**RECORDS SUPPLIED**

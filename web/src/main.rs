use dioxus::prelude::*;

use ui::components::app_navbar::{register_nav, NavBuilder};
use ui::components::{AppNavbar, MonitorRuntime};
use ui::core::theme::ThemeMode;
use ui::views::{About, Monitor};

#[derive(Debug, Clone, Routable, PartialEq)]
#[rustfmt::skip]
enum Route {
    #[layout(WebNavbar)]
    #[route("/")]
    Monitor {},
    #[route("/about")]
    About {},
}

// Single shared theme, inlined so web and desktop stay pixel-identical.
const MAIN_CSS_INLINE: &str = include_str!(concat!(
    env!("CARGO_MANIFEST_DIR"),
    "/../ui/assets/theme/main.css"
));

fn nav_monitor(label: &str) -> Element {
    rsx!(Link {
        class: "navbar__link",
        to: Route::Monitor {},
        "{label}"
    })
}
fn nav_about(label: &str) -> Element {
    rsx!(Link {
        class: "navbar__link",
        to: Route::About {},
        "{label}"
    })
}

fn main() {
    dioxus::launch(App);
}

#[component]
fn App() -> Element {
    {
        ui::i18n::init();
        register_nav(NavBuilder {
            monitor: nav_monitor,
            about: nav_about,
        });
    }

    // Global reactive language code signal; AppNavbar updates it via
    // context on language selection.
    let lang_code = use_signal(|| "en-US".to_string());
    use_context_provider(|| lang_code);

    // Engine, theme and redraw epoch shared by every route.
    ui::components::provide_app_state();
    let theme = use_context::<Signal<ThemeMode>>();

    rsx! {
        document::Style { "{MAIN_CSS_INLINE}" }

        div { class: "app {theme().css_class()}",
            MonitorRuntime {}
            Router::<Route> {}
        }
    }
}

/// A web-specific Router around the shared `AppNavbar` component
/// which allows us to use the web-specific `Route` enum.
#[component]
fn WebNavbar() -> Element {
    rsx! {
        AppNavbar { }
        Outlet::<Route> {}
    }
}
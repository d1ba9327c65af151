#![cfg_attr(all(windows, not(debug_assertions)), windows_subsystem = "windows")]

#[cfg(feature = "desktop")]
use dioxus::desktop::{tao::window::WindowBuilder, Config};
use dioxus::prelude::*;

use ui::components::app_navbar::{register_nav, NavBuilder};
use ui::components::{AppNavbar, MonitorRuntime};
use ui::core::theme::ThemeMode;
use ui::views::{About, Monitor};

#[derive(Debug, Clone, Routable, PartialEq)]
#[rustfmt::skip]
enum Route {
    #[layout(DesktopNavbar)]
    #[route("/")]
    Monitor {},
    #[route("/about")]
    About {},
}

const MAIN_CSS_INLINE: &str = include_str!(concat!(
    env!("CARGO_MANIFEST_DIR"),
    "/../ui/assets/theme/main.css"
)); // Embedded shared theme (ui/assets/theme/main.css); no separate desktop /assets needed.

#[cfg(feature = "desktop")]
fn main() {
    LaunchBuilder::desktop()
        .with_cfg(
            Config::new().with_window(
                WindowBuilder::new()
                    .with_title(format!("Pulsegrid – v{}", env!("CARGO_PKG_VERSION")))
                    .with_maximized(true),
            ),
        )
        .launch(App);
}

#[cfg(all(feature = "server", not(feature = "desktop")))]
fn main() {
    LaunchBuilder::server().launch(App);
}

fn nav_monitor(label: &str) -> Element {
    rsx!(Link { class: "navbar__link", to: Route::Monitor {}, "{label}" })
}
fn nav_about(label: &str) -> Element {
    rsx!(Link { class: "navbar__link", to: Route::About {}, "{label}" })
}

#[component]
fn App() -> Element {
    // Initialize i18n once
    ui::i18n::init();

    // Global reactive language code signal (mirrors web approach).
    // AppNavbar (shared) will update this via context on language selection.
    let lang_code = use_signal(|| "en-US".to_string());
    use_context_provider(|| lang_code);

    // Register localized navigation builder (desktop)
    register_nav(NavBuilder {
        monitor: nav_monitor,
        about: nav_about,
    });

    // Engine, theme and redraw epoch shared by every route.
    ui::components::provide_app_state();
    let theme = use_context::<Signal<ThemeMode>>();

    // Runtime maximize fallback (in case initial builder maximize is
    // ignored by the WM)
    #[cfg(feature = "desktop")]
    {
        let win = dioxus::desktop::use_window();
        use_effect(move || {
            win.set_maximized(true);
        });
    }

    rsx! {
        // Always inline embedded CSS (no external file dependency for
        // desktop builds)
        document::Style { "{MAIN_CSS_INLINE}" }

        // Keyed wrapper div forces a full remount on language change; the
        // hidden marker keeps an explicit reactive dependency on the signal.
        div { class: "app {theme().css_class()}",
            key: "{lang_code()}",
            div { style: "display:none", "{lang_code()}" }
            MonitorRuntime {}
            Router::<Route> { }
        }
    }
}

/// A desktop-specific Router around the shared `AppNavbar` component
/// which allows us to use the desktop-specific `Route` enum.
#[component]
fn DesktopNavbar() -> Element {
    rsx! {
        AppNavbar { }

        Outlet::<Route> {}
    }
}
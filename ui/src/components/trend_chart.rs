//! Detail trend chart host. Same split as the sparkline: canvas on web,
//! inline SVG elsewhere. The series arrives as a prop so the chart only
//! changes when navigation regenerates it, never on a tick.

use dioxus::prelude::*;

use crate::core::theme::ThemeMode;

#[cfg(target_arch = "wasm32")]
use std::rc::Rc;

#[cfg(target_arch = "wasm32")]
use crate::charting::canvas::CanvasSlot;
use crate::charting::trend;
#[cfg(target_arch = "wasm32")]
use crate::components::runtime::RedrawEpoch;

#[cfg(target_arch = "wasm32")]
#[component]
pub fn TrendChart(samples: Vec<f64>) -> Element {
    let mode = use_context::<Signal<ThemeMode>>();
    let epoch = use_context::<Signal<RedrawEpoch>>();

    let slot = use_hook(|| Rc::new(CanvasSlot::trend()));

    // The prop isn't reactive by itself; mirror it into a signal so the
    // paint effects re-run when navigation swaps the series.
    let mut series = use_signal({
        let samples = samples.clone();
        move || samples
    });
    if *series.peek() != samples {
        series.set(samples);
    }

    {
        let slot = slot.clone();
        use_effect(move || {
            let mode = mode();
            let samples = series();
            paint(&slot, &samples, mode);
        });
    }

    {
        let slot = slot.clone();
        use_effect(move || {
            let _ = epoch();
            slot.invalidate();
            let samples = series.peek().clone();
            paint(&slot, &samples, *mode.peek());
        });
    }

    rsx! {
        canvas { id: "trend-canvas", class: "detail-chart__canvas" }
    }
}

#[cfg(target_arch = "wasm32")]
fn paint(slot: &CanvasSlot, samples: &[f64], mode: ThemeMode) {
    let Some((width, height)) = slot.logical_size() else {
        return;
    };
    match trend::build(samples, mode, width, height) {
        Some(scene) => slot.paint(&scene),
        None => slot.clear(),
    }
}

#[cfg(not(target_arch = "wasm32"))]
#[component]
pub fn TrendChart(samples: Vec<f64>) -> Element {
    use crate::charting::svg;

    const WIDTH: f64 = 640.0;
    const HEIGHT: f64 = 280.0;

    let mode = use_context::<Signal<ThemeMode>>();

    let markup = trend::build(&samples, mode(), WIDTH, HEIGHT)
        .map(|scene| svg::to_svg(&scene))
        .unwrap_or_default();

    rsx! {
        div { class: "detail-chart__canvas", dangerous_inner_html: "{markup}" }
    }
}
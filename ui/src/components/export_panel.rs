//! Snapshot panel on the detail screen: PNG/JSON downloads plus a
//! copy-stats shortcut, with an inline status line.

use dioxus::prelude::*;

use crate::charting::export::{self, SnapshotPayload};
use crate::charting::trend::{Period, TrendStats};
use crate::core::platform::Platform;
use crate::core::theme::ThemeMode;

#[cfg(target_arch = "wasm32")]
use crate::core::platform;

#[derive(Clone, Debug, PartialEq)]
enum SnapshotStatus {
    Idle,
    Working(&'static str),
    Done(String),
    Error(String),
}

#[component]
pub fn SnapshotPanel(
    patient_name: String,
    period: Period,
    samples: Vec<f64>,
    stats: TrendStats,
) -> Element {
    let mode = use_context::<Signal<ThemeMode>>();

    let status = use_signal(|| SnapshotStatus::Idle);
    let busy = use_signal(|| false);

    let feedback = match &status() {
        SnapshotStatus::Idle => None,
        SnapshotStatus::Working(label) => {
            Some(("detail-snapshot__status".to_string(), format!("{label}…")))
        }
        SnapshotStatus::Done(message) => Some((
            "detail-snapshot__status detail-snapshot__status--success".to_string(),
            format!("✅ {message}"),
        )),
        SnapshotStatus::Error(err) => Some((
            "detail-snapshot__status detail-snapshot__status--error".to_string(),
            format!("⚠️ {err}"),
        )),
    };

    let payload = SnapshotPayload {
        patient: patient_name.clone(),
        period,
        samples: samples.clone(),
        stats,
        platform: Platform::current().label(),
    };

    let png_handler = {
        let samples = samples.clone();
        let mut status_signal = status;
        let mut busy_signal = busy;
        move |_| {
            if busy_signal() {
                return;
            }
            let Some(markup) = export::snapshot_svg(&samples, *mode.peek()) else {
                status_signal.set(SnapshotStatus::Error("Not enough data to render".into()));
                return;
            };
            busy_signal.set(true);
            status_signal.set(SnapshotStatus::Working("Preparing PNG"));

            #[cfg(target_arch = "wasm32")]
            {
                let status_signal = status_signal;
                let busy_signal = busy_signal;
                platform::spawn_future(async move {
                    apply_outcome(
                        export::export_png(markup, "pulsegrid-trend").await,
                        "PNG downloaded",
                        status_signal,
                        busy_signal,
                    );
                });
            }

            #[cfg(not(target_arch = "wasm32"))]
            {
                let outcome =
                    futures::executor::block_on(export::export_png(markup, "pulsegrid-trend"));
                apply_outcome(outcome, "PNG saved", status_signal, busy_signal);
            }
        }
    };

    let json_handler = {
        let payload = payload.clone();
        let mut status_signal = status;
        let mut busy_signal = busy;
        move |_| {
            if busy_signal() {
                return;
            }
            busy_signal.set(true);
            status_signal.set(SnapshotStatus::Working("Preparing JSON"));
            let payload = payload.clone();

            #[cfg(target_arch = "wasm32")]
            {
                let status_signal = status_signal;
                let busy_signal = busy_signal;
                platform::spawn_future(async move {
                    apply_outcome(
                        export::export_json(&payload, "pulsegrid-trend").await,
                        "JSON downloaded",
                        status_signal,
                        busy_signal,
                    );
                });
            }

            #[cfg(not(target_arch = "wasm32"))]
            {
                let outcome =
                    futures::executor::block_on(export::export_json(&payload, "pulsegrid-trend"));
                apply_outcome(outcome, "JSON saved", status_signal, busy_signal);
            }
        }
    };

    let copy_handler = {
        let line = payload.stats_line();
        let mut status_signal = status;
        let mut busy_signal = busy;
        move |_| {
            if busy_signal() {
                return;
            }
            busy_signal.set(true);
            status_signal.set(SnapshotStatus::Working("Copying"));
            let line = line.clone();

            #[cfg(target_arch = "wasm32")]
            {
                let mut status_signal = status_signal;
                let mut busy_signal = busy_signal;
                platform::spawn_future(async move {
                    match export::copy_text(line).await {
                        Ok(()) => status_signal.set(SnapshotStatus::Done("Stats copied".into())),
                        Err(err) => status_signal.set(SnapshotStatus::Error(err)),
                    }
                    busy_signal.set(false);
                });
            }

            #[cfg(not(target_arch = "wasm32"))]
            {
                match futures::executor::block_on(export::copy_text(line)) {
                    Ok(()) => status_signal.set(SnapshotStatus::Done("Stats copied".into())),
                    Err(err) => status_signal.set(SnapshotStatus::Error(err)),
                }
                busy_signal.set(false);
            }
        }
    };

    rsx! {
        div { class: "detail-snapshot",
            div { class: "detail-snapshot__actions",
                button {
                    r#type: "button",
                    class: "button button--ghost",
                    disabled: busy(),
                    onclick: png_handler,
                    "Export PNG"
                }
                button {
                    r#type: "button",
                    class: "button button--ghost",
                    disabled: busy(),
                    onclick: json_handler,
                    "Export JSON"
                }
                button {
                    r#type: "button",
                    class: "button button--ghost",
                    disabled: busy(),
                    onclick: copy_handler,
                    "Copy stats"
                }
            }
            if let Some((class, message)) = feedback {
                span { class: "{class}", "{message}" }
            }
        }
    }
}

fn apply_outcome(
    outcome: Result<Option<String>, String>,
    verb: &str,
    mut status: Signal<SnapshotStatus>,
    mut busy: Signal<bool>,
) {
    match outcome {
        Ok(Some(path)) => status.set(SnapshotStatus::Done(format!("{verb} to {path}"))),
        Ok(None) => status.set(SnapshotStatus::Done(verb.to_string())),
        Err(err) => status.set(SnapshotStatus::Error(err)),
    }
    busy.set(false);
}
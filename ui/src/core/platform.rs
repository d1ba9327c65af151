//! Platform detection and task-spawning glue.

#[derive(Debug, Clone, Copy, PartialEq, Eq)]
pub enum Platform {
    Web,
    Native,
}

impl Platform {
    pub fn current() -> Self {
        #[cfg(target_arch = "wasm32")]
        {
            Self::Web
        }

        #[cfg(not(target_arch = "wasm32"))]
        {
            Self::Native
        }
    }

    /// Stable token recorded in exported snapshots.
    pub fn label(self) -> &'static str {
        match self {
            Self::Web => "web",
            Self::Native => "native",
        }
    }
}

/// Fire-and-forget a future on the browser microtask queue.
///
/// Only exists on wasm; native callers run their (short) export futures to
/// completion with `futures::executor::block_on` instead.
#[cfg(target_arch = "wasm32")]
pub fn spawn_future<F>(future: F)
where
    F: std::future::Future<Output = ()> + 'static,
{
    wasm_bindgen_futures::spawn_local(future);
}
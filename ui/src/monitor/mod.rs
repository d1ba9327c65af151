//! Simulated vitals: patient model, random-walk simulator, alert tiers and
//! the engine/state machine driving the dashboard.

pub mod alerts;
pub mod engine;
pub mod patient;
pub mod sim;
pub mod store;

pub use alerts::{classify, AlertTier, EmergencyAlert};
pub use engine::{DefaultEngine, MonitorEngine, ViewState, TICK_MS};
pub use patient::{Patient, VitalsHistory, SPARK_POINTS};
pub use store::PatientStore;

**TASK ITEM**
For the listing above, give the number of lines in which the string "Global" occurs, and nothing else.

**TASK ANSWER**
2